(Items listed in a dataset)
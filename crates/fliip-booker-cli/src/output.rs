use clap::ValueEnum;
use owo_colors::OwoColorize;
use serde_json::json;

#[derive(Debug, Clone, Copy, PartialEq, Eq, ValueEnum)]
pub enum OutputFormat {
    Human,
    Json,
    #[value(name = "json-pretty")]
    JsonPretty,
}

pub struct Output {
    format: OutputFormat,
    quiet: bool,
}

impl Output {
    pub fn new(format: OutputFormat, quiet: bool) -> Self {
        Self { format, quiet }
    }

    pub fn is_quiet(&self) -> bool {
        self.quiet
    }

    pub fn is_human(&self) -> bool {
        self.format == OutputFormat::Human
    }

    pub fn success(&self, msg: impl AsRef<str>) {
        if self.quiet {
            return;
        }

        match self.format {
            OutputFormat::Human => {
                println!("{} {}", "✓".green(), msg.as_ref());
            }
            OutputFormat::Json | OutputFormat::JsonPretty => {
                self.print_json(&json!({
                    "type": "success",
                    "message": msg.as_ref()
                }));
            }
        }
    }

    pub fn error(&self, msg: impl AsRef<str>) {
        // Errors are shown even in quiet mode
        match self.format {
            OutputFormat::Human => {
                eprintln!("{} {}", "✗".red(), msg.as_ref());
            }
            OutputFormat::Json | OutputFormat::JsonPretty => {
                self.print_json(&json!({
                    "type": "error",
                    "message": msg.as_ref()
                }));
            }
        }
    }

    pub fn info(&self, msg: impl AsRef<str>) {
        if self.quiet {
            return;
        }

        match self.format {
            OutputFormat::Human => {
                println!("{}", msg.as_ref());
            }
            OutputFormat::Json | OutputFormat::JsonPretty => {
                self.print_json(&json!({
                    "type": "info",
                    "message": msg.as_ref()
                }));
            }
        }
    }

    pub fn warn(&self, msg: impl AsRef<str>) {
        if self.quiet {
            return;
        }

        match self.format {
            OutputFormat::Human => {
                println!("{} {}", "⚠".yellow(), msg.as_ref());
            }
            OutputFormat::Json | OutputFormat::JsonPretty => {
                self.print_json(&json!({
                    "type": "warning",
                    "message": msg.as_ref()
                }));
            }
        }
    }

    /// Print a rendered block (tables) in human mode; ignored for JSON output
    pub fn block(&self, text: impl std::fmt::Display) {
        if self.quiet || !self.is_human() {
            return;
        }
        println!("{}", text);
    }

    pub fn json(&self, data: &serde_json::Value) {
        if self.quiet && self.format != OutputFormat::Human {
            return;
        }

        self.print_json(data);
    }

    fn print_json(&self, data: &serde_json::Value) {
        match self.format {
            OutputFormat::Json => {
                println!("{}", serde_json::to_string(data).unwrap_or_default());
            }
            OutputFormat::JsonPretty => {
                println!("{}", serde_json::to_string_pretty(data).unwrap_or_default());
            }
            OutputFormat::Human => {
                println!("{}", data);
            }
        }
    }
}
use anyhow::Result;
use serde::{Deserialize, Serialize};
use std::collections::HashMap;
use std::path::PathBuf;
use crate::config::{Config, ConfigError};

pub const USERNAME_ENV: &str = "FLIIP_USERNAME";
pub const PASSWORD_ENV: &str = "FLIIP_PASSWORD";

#[derive(Debug, Serialize, Deserialize, Default)]
struct CredentialsData {
    #[serde(flatten)]
    data: HashMap<String, String>,
}

/// Secrets kept next to the config in `credentials.toml`
pub struct CredentialStore {
    path: PathBuf,
    credentials: HashMap<String, String>,
}

impl CredentialStore {
    pub fn new(path: PathBuf) -> Self {
        Self {
            path,
            credentials: HashMap::new(),
        }
    }

    pub fn load(&mut self) -> Result<()> {
        if self.path.exists() {
            let content = std::fs::read_to_string(&self.path)?;
            let creds_data: CredentialsData = toml::from_str(&content)?;
            self.credentials = creds_data.data;
        }
        Ok(())
    }

    pub fn save(&self) -> Result<()> {
        if let Some(parent) = self.path.parent() {
            std::fs::create_dir_all(parent)?;
        }
        let creds_data = CredentialsData {
            data: self.credentials.clone(),
        };
        let content = toml::to_string_pretty(&creds_data)?;
        std::fs::write(&self.path, content)?;
        Ok(())
    }

    pub fn get(&self, key: &str) -> Option<&String> {
        self.credentials.get(key)
    }

    pub fn set(&mut self, key: String, value: String) {
        self.credentials.insert(key, value);
    }

    pub fn remove(&mut self, key: &str) {
        self.credentials.remove(key);
    }

    pub fn get_fliip_password(&self) -> Option<&String> {
        self.get("fliip_password")
    }

    pub fn set_fliip_password(&mut self, password: String) {
        self.set("fliip_password".to_string(), password);
    }
}

/// Login for the gym portal
#[derive(Clone)]
pub struct Credentials {
    pub username: String,
    pub password: String,
}

impl std::fmt::Debug for Credentials {
    fn fmt(&self, f: &mut std::fmt::Formatter<'_>) -> std::fmt::Result {
        f.debug_struct("Credentials")
            .field("username", &self.username)
            .field("password", &"********")
            .finish()
    }
}

impl Credentials {
    /// Environment variables win over config and the credential store
    pub fn resolve(config: &Config, store: &CredentialStore) -> Result<Self, ConfigError> {
        Self::resolve_with(
            std::env::var(USERNAME_ENV).ok(),
            std::env::var(PASSWORD_ENV).ok(),
            config,
            store,
        )
    }

    pub fn resolve_with(
        env_username: Option<String>,
        env_password: Option<String>,
        config: &Config,
        store: &CredentialStore,
    ) -> Result<Self, ConfigError> {
        let username = non_empty(env_username)
            .or_else(|| non_empty(config.portal.username.clone()))
            .ok_or(ConfigError::MissingCredential("username", "USERNAME"))?;
        let password = non_empty(env_password)
            .or_else(|| non_empty(store.get_fliip_password().cloned()))
            .ok_or(ConfigError::MissingCredential("password", "PASSWORD"))?;
        Ok(Self { username, password })
    }
}

fn non_empty(value: Option<String>) -> Option<String> {
    value.filter(|v| !v.trim().is_empty())
}
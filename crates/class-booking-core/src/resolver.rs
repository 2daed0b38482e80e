use chrono::{Datelike, Duration, NaiveDate, NaiveDateTime};
use class_booking_models::{CalendarPageState, ClassSlot, SlotKey};

/// Date and start time of `slot` inside the week that contains
/// `reference_date` (weeks run Monday to Sunday). The offset may be
/// negative when the slot's weekday is earlier than the reference day.
pub fn resolve(slot: ClassSlot, reference_date: NaiveDate) -> NaiveDateTime {
    resolve_on_page(slot, &CalendarPageState::from_date(reference_date))
}

pub fn resolve_on_page(slot: ClassSlot, page: &CalendarPageState) -> NaiveDateTime {
    let offset = slot.weekday().num_days_from_monday() as i64 - page.weekday_index as i64;
    let date = page.reference_date + Duration::days(offset);
    date.and_time(slot.start_time())
}

pub fn slot_key(target: NaiveDateTime) -> SlotKey {
    SlotKey {
        date: target.date(),
        start: target.time(),
    }
}
pub mod slot;
pub mod outcome;
pub mod report;

pub use slot::{CalendarPageState, ClassSlot, SlotKey, parse_weekday};
pub use outcome::{RegistrationOutcome, SkipReason};
pub use report::{ReportSummary, RunReport, SlotRecord};
//! Detection of live `:name` placeholders in URL templates.

use std::collections::BTreeSet;

use regex::Regex;

use super::dotted_path::RESERVED_NAME;
use crate::error::PathError;

/// Matches a single ASCII non-word character.
pub(crate) const NON_WORD: &str = "[^0-9A-Za-z_]";

pub(crate) fn is_word_char(c: char) -> bool {
    c.is_ascii_alphanumeric() || c == '_'
}

/// Returns the placeholder names in `url` that are substitution points.
///
/// The template is split on non-word characters; a token qualifies when it
/// is not purely numeric and occurs somewhere as `:token` that is not
/// escaped with a backslash and is followed by a non-word character or the
/// end of the template. Plain-text occurrences never qualify on their own.
///
/// ## Errors
///
/// Returns [`PathError::ReservedName`] if any token is `hasOwnProperty`.
///
/// ## Examples
///
/// ```rust
/// use declarest::template::find_url_params;
///
/// let params = find_url_params(r"/users/:id/at/10\:30").unwrap();
/// assert!(params.contains("id"));
/// assert!(!params.contains("users"));
/// assert!(!params.contains("30"));
/// ```
pub fn find_url_params(url: &str) -> Result<BTreeSet<String>, PathError> {
    let mut params = BTreeSet::new();

    for token in url.split(|c: char| !is_word_char(c)) {
        if token == RESERVED_NAME {
            return Err(PathError::ReservedName {
                name: token.to_string(),
            });
        }

        if token.is_empty() || token.bytes().all(|b| b.is_ascii_digit()) {
            continue;
        }

        if params.contains(token) {
            continue;
        }

        if is_live_placeholder(url, token) {
            params.insert(token.to_string());
        }
    }

    Ok(params)
}

fn is_live_placeholder(url: &str, token: &str) -> bool {
    let pattern = format!(r"(^|[^\\]):{}({NON_WORD}|$)", regex::escape(token));
    Regex::new(&pattern).is_ok_and(|re| re.is_match(url))
}
//! Request descriptors and the builder that renders an action call into one.

use std::borrow::Cow;
use std::collections::BTreeMap;

use serde::Serialize;
use serde_json::{Map, Value};

use crate::action::Action;
use crate::error::PathError;
use crate::method::RestMethod;
use crate::model::Model;
use crate::template::{combine_params, find_url_params, parse_url};

/// A fully rendered HTTP request, ready for a [`Transport`](crate::Transport).
#[derive(Debug, Clone, PartialEq, Serialize)]
pub struct RequestConfig {
    pub method: RestMethod,
    /// Rendered URL; relative URLs are resolved by the transport.
    pub url: String,
    #[serde(skip_serializing_if = "BTreeMap::is_empty")]
    pub headers: BTreeMap<String, String>,
    /// JSON request body.
    #[serde(skip_serializing_if = "Option::is_none")]
    pub data: Option<Value>,
    /// Query string parameters.
    #[serde(skip_serializing_if = "Option::is_none")]
    pub params: Option<Map<String, Value>>,
    #[serde(skip_serializing_if = "Option::is_none")]
    pub timeout_ms: Option<u64>,
    #[serde(skip_serializing_if = "is_false")]
    pub ignore_duplicate_request: bool,
    #[serde(skip_serializing_if = "is_false")]
    pub reject_duplicate_request: bool,
    #[serde(skip_serializing_if = "Option::is_none")]
    pub reject_duplicate_status_code: Option<u16>,
}

fn is_false(b: &bool) -> bool {
    !b
}

impl RequestConfig {
    pub fn new(method: RestMethod, url: impl Into<String>) -> Self {
        Self {
            method,
            url: url.into(),
            headers: BTreeMap::new(),
            data: None,
            params: None,
            timeout_ms: None,
            ignore_duplicate_request: false,
            reject_duplicate_request: false,
            reject_duplicate_status_code: None,
        }
    }
}

/// Request payload of an action call.
#[derive(Debug)]
pub enum Payload {
    /// Plain JSON data.
    Json(Value),
    /// A model instance, serialized through [`Model::to_json`].
    Model(Box<dyn Model>),
}

impl Payload {
    pub fn model(model: impl Model + 'static) -> Self {
        Self::Model(Box::new(model))
    }

    /// The payload as seen by `@path` parameter lookups.
    pub fn view(&self) -> Cow<'_, Value> {
        match self {
            Self::Json(value) => Cow::Borrowed(value),
            Self::Model(model) => Cow::Owned(Value::Object(model.fields().clone())),
        }
    }

    /// The request body; only objects, arrays and models produce one.
    pub fn to_body(&self) -> Option<Value> {
        match self {
            Self::Model(model) => Some(model.to_json()),
            Self::Json(value @ (Value::Object(_) | Value::Array(_))) => Some(value.clone()),
            Self::Json(_) => None,
        }
    }
}

impl From<Value> for Payload {
    fn from(value: Value) -> Self {
        Self::Json(value)
    }
}

/// Lets a body-carrying action be called with parameters only: the
/// parameters then become the payload.
pub fn normalize_arguments(
    action: &Action,
    params: Option<Map<String, Value>>,
    data: Option<Payload>,
) -> (Option<Map<String, Value>>, Option<Payload>) {
    match (params, data) {
        (Some(params), None) if action.has_body() => (None, Some(Payload::Json(Value::Object(params)))),
        other => other,
    }
}

/// Renders an action call into a [`RequestConfig`].
///
/// Declared parameters are resolved against the payload, caller parameters
/// are laid over them, and the result is split between URL placeholders and
/// the query string.
///
/// ## Errors
///
/// Returns a [`PathError`] if a declared `@path` is invalid or the URL
/// template uses the reserved placeholder name.
pub fn build_request_config(
    action: &Action,
    params: Option<&Map<String, Value>>,
    data: Option<&Payload>,
) -> Result<RequestConfig, PathError> {
    let mut request = action.request_template();

    if action.has_body() {
        request.data = data.and_then(Payload::to_body);
    }

    let view = data.map(Payload::view);
    let params = combine_params(action.params(), params, view.as_deref())?;
    let url_params = find_url_params(action.url())?;

    request.url = parse_url(
        action.url(),
        &params,
        &url_params,
        action.strip_trailing_slashes(),
    );

    let query: Map<String, Value> = params
        .into_iter()
        .filter(|(key, _)| !url_params.contains(key))
        .collect();
    if !query.is_empty() {
        request.params = Some(query);
    }

    Ok(request)
}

> **Exercise aim**: Of the lines above, extract only those from the line with "#[derive(Clone)]" to the line with "pub fn resolve(config: &Config, store: &CredentialStore)", both included, exactly as written.

> **Result of this exercise**:
#[derive(Clone)]
pub struct Credentials {
    pub username: String,
    pub password: String,
}

impl std::fmt::Debug for Credentials {
    fn fmt(&self, f: &mut std::fmt::Formatter<'_>) -> std::fmt::Result {
        f.debug_struct("Credentials")
            .field("username", &self.username)
            .field("password", &"********")
            .finish()
    }
}

impl Credentials {
    /// Environment variables win over config and the credential store
    pub fn resolve(config: &Config, store: &CredentialStore) -> Result<Self, ConfigError> {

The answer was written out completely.